**Aim of the exercise:** Extract from the entries below, exactly as given, only the lines from the line containing "registration and session." to the line containing "pub const PLUGIN_NAME: &str", both lines included.

**The data:**
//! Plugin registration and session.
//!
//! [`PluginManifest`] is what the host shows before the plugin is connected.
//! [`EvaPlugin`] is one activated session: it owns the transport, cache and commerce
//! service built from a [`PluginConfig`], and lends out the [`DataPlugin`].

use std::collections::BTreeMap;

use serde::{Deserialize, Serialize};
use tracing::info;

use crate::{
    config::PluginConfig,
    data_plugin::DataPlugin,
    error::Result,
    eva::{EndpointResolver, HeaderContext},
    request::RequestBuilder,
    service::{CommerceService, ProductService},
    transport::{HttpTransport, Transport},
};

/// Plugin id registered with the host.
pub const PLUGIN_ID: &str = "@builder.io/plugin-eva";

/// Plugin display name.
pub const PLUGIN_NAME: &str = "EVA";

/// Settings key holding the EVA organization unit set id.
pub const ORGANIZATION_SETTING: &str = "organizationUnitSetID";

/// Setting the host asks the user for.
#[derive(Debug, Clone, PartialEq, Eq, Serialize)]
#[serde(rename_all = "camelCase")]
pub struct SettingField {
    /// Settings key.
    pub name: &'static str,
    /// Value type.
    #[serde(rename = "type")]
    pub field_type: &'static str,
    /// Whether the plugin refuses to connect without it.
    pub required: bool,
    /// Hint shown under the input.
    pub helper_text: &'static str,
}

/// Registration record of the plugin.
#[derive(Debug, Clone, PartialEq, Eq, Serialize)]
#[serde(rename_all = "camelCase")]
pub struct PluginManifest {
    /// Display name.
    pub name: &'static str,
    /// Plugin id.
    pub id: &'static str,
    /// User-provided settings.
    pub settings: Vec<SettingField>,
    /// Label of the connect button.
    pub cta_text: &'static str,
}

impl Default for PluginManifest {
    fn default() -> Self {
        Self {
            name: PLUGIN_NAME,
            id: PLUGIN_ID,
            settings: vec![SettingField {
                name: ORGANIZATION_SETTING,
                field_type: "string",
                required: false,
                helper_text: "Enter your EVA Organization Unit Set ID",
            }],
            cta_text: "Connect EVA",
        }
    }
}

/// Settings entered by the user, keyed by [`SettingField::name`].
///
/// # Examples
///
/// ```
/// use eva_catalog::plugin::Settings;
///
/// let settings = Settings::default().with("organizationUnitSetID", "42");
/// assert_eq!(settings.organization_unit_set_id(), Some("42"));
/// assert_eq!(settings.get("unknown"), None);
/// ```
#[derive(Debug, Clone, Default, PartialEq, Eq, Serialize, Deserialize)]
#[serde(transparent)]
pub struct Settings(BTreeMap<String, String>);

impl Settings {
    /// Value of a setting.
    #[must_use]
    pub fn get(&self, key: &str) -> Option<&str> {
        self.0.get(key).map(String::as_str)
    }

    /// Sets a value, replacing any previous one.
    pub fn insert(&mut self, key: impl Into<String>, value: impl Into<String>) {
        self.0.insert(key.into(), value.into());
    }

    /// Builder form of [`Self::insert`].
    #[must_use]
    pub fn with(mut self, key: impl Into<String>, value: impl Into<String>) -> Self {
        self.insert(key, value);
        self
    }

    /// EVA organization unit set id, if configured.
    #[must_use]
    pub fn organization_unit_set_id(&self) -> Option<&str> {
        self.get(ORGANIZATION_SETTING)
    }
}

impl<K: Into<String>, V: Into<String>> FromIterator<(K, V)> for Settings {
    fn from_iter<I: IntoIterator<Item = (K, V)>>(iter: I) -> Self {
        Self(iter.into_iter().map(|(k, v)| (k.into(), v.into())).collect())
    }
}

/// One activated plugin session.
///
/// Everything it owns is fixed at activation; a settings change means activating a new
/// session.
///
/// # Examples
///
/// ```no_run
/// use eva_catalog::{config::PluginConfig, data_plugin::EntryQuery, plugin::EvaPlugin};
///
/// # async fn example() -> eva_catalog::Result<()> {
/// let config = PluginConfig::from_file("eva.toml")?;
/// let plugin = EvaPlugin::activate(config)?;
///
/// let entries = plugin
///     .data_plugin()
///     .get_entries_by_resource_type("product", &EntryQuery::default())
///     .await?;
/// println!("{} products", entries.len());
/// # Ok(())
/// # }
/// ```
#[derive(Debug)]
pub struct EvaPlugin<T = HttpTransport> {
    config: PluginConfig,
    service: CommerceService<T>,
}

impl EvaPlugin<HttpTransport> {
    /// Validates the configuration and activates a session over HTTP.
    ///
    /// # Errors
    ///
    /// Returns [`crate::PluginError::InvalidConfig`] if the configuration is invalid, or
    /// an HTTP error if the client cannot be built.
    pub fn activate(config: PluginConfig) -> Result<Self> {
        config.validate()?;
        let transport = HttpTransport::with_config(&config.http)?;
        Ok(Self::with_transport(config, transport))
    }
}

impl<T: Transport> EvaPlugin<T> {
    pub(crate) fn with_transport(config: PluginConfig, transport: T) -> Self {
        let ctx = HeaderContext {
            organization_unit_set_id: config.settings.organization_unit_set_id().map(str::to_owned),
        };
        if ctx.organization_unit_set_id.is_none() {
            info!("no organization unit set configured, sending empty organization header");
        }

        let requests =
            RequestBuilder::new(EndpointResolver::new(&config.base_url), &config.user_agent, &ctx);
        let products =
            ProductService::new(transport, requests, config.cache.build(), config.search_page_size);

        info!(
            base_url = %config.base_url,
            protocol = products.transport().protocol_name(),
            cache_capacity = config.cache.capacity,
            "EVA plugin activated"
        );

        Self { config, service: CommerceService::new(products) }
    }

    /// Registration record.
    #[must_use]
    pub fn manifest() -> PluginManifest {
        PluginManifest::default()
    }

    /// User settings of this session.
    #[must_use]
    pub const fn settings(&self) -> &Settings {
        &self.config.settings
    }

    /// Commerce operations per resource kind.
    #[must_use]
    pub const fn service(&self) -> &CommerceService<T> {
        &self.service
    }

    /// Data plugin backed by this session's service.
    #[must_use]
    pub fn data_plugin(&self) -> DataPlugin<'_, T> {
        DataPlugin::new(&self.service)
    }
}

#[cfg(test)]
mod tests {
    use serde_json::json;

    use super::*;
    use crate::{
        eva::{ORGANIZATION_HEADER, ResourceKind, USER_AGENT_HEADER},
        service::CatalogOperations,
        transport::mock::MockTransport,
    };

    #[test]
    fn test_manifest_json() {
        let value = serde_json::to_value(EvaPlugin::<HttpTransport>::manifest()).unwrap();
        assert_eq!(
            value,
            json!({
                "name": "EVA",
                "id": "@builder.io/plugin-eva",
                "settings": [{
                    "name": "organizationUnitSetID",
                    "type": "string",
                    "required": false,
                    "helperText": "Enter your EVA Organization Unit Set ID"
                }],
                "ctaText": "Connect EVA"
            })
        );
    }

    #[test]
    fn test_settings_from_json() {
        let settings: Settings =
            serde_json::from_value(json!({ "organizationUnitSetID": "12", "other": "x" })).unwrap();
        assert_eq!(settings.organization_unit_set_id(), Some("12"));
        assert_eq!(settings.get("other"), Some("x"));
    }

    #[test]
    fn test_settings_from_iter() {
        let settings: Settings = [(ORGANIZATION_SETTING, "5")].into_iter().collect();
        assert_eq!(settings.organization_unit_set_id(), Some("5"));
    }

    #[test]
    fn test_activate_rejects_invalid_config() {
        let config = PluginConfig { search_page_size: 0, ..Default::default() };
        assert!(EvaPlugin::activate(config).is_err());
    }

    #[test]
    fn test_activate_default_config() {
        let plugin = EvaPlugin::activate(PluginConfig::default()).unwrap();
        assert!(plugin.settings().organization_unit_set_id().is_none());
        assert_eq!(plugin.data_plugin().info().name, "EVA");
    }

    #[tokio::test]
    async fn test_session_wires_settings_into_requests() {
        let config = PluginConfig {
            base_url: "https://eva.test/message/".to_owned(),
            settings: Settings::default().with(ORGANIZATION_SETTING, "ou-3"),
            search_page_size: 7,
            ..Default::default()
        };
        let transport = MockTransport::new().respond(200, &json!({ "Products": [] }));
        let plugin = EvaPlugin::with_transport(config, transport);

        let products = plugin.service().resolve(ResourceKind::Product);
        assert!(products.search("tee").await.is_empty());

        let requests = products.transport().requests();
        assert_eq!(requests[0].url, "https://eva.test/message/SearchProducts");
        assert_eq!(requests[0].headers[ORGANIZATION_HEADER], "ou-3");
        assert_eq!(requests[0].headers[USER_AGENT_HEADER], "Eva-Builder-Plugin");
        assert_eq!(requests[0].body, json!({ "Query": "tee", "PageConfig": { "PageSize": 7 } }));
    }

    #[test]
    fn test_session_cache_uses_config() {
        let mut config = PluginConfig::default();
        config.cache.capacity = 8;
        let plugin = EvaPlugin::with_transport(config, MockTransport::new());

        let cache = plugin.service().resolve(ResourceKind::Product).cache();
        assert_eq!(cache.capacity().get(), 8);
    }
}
---
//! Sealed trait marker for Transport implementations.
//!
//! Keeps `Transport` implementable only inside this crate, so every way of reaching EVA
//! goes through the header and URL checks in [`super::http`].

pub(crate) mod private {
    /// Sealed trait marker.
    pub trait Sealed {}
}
* * *
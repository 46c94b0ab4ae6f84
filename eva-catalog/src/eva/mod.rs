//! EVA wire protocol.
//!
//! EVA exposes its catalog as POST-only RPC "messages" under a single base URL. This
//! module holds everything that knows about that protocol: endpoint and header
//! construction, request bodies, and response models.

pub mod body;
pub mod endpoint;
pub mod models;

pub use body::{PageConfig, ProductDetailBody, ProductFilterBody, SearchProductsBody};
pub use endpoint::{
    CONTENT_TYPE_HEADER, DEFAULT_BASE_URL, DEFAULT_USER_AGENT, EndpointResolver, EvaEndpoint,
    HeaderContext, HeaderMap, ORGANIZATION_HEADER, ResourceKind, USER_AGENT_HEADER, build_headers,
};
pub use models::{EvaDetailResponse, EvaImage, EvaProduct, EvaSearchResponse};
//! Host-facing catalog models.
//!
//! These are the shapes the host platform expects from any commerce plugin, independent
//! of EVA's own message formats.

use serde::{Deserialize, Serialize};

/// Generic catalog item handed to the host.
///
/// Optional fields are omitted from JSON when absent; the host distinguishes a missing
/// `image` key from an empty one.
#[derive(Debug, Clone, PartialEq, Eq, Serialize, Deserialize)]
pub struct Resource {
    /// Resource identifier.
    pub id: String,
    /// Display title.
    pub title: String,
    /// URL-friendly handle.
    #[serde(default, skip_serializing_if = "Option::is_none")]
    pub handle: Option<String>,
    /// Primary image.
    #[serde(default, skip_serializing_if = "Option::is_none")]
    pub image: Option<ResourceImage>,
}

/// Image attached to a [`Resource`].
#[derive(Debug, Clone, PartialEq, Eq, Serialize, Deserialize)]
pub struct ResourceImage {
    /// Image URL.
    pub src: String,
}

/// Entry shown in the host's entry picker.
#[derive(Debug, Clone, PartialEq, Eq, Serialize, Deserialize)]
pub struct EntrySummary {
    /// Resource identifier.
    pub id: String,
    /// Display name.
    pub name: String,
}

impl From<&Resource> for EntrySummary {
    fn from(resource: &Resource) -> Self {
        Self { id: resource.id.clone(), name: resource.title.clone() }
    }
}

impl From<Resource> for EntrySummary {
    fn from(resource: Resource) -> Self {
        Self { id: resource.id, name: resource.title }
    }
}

**Written response:**
//! Plugin registration and session.
//!
//! [`PluginManifest`] is what the host shows before the plugin is connected.
//! [`EvaPlugin`] is one activated session: it owns the transport, cache and commerce
//! service built from a [`PluginConfig`], and lends out the [`DataPlugin`].

use std::collections::BTreeMap;

use serde::{Deserialize, Serialize};
use tracing::info;

use crate::{
    config::PluginConfig,
    data_plugin::DataPlugin,
    error::Result,
    eva::{EndpointResolver, HeaderContext},
    request::RequestBuilder,
    service::{CommerceService, ProductService},
    transport::{HttpTransport, Transport},
};

/// Plugin id registered with the host.
pub const PLUGIN_ID: &str = "@builder.io/plugin-eva";

/// Plugin display name.
pub const PLUGIN_NAME: &str = "EVA";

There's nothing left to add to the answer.